Use at your own risk. Code responsibly. This is a little code recipe you probably shouldn't follow. It's a Capistrano recipe which defines a little
command. When you run this recipe, you'll deploy your new code and restart your Mongrel cluster, after first clearing your image and HTML caches.
So far, not actually so naughty. Seems like a regular law-abiding citizen.
The naughtiness starts when we get to the Unix command handling. First of all, the cache clearing is done with an explicit rm -rf. There's a Ruby rm_rf method somewhere in Capistrano that you should use instead, but I got lazy. Secondly, and more dangerously, the code uses a little helper method to enable you to go ahead with your recipe even if a Unix command within it fails. The danger there is putting something crucial in the failproofed section. (Bad thing, don't do it.)
The usefulness is that you could conceivably deploy right after clearing your cache, or conceivably start a Mongrel cluster on a new server that's never been running before. Depending how frequently you're doing that, and how many other people besides yourself are using your Cap recipes - and how fully they understand your backend system - it's a real practical concern.
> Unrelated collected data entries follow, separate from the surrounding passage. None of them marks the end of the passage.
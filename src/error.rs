use thiserror::Error;

// Raised by descriptor validation. Never leaves the factory boundary,
// it only feeds the diagnostic line logged by `validate()`.
#[derive(Error, Debug, Clone, PartialEq)]
pub enum ParamError {
    #[error("{field} vector has incorrect size: {len}")]
    InvalidLength { field: &'static str, len: usize },

    #[error("{field} must be a vector of one or two values, got {len}")]
    ExpectedOneOrTwo { field: &'static str, len: usize },

    #[error("{field} cannot be negative: {value}")]
    Negative { field: &'static str, value: i32 },
}

#[derive(Error, Debug)]
pub enum TransformError {
    #[error("Invalid tensor shape {shape:?}: {reason}")]
    InvalidShape { shape: Vec<usize>, reason: String },

    #[error("{kernel} does not support {channels} channel(s)")]
    UnsupportedChannels { kernel: &'static str, channels: usize },

    #[error("{kernel} does not support {dtype} tensors")]
    UnsupportedDataType { kernel: &'static str, dtype: &'static str },

    #[error("Crop size {crop_h}x{crop_w} is larger than padded input {height}x{width}")]
    CropTooLarge {
        crop_h: usize,
        crop_w: usize,
        height: usize,
        width: usize,
    },

    #[error("Invalid kernel parameter: {0}")]
    InvalidParameter(String),

    #[error("Image error: {0}")]
    Image(#[from] image::ImageError),

    #[error("Failed to acquire lock on RNG")]
    RngLockError,
}

pub type Result<T> = std::result::Result<T, TransformError>;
The standard method for invoking commands on remote servers in Cap is invoke_command. But invoke_command throws an exception on failure, bringing the whole deployment to a halt. The helper method in the recipe gives you the option to reserve that level of response for mission-critical Unix commands. (It also demonstrates that since Capistrano recipes are written in Ruby, helper methods are easy and useful to add.)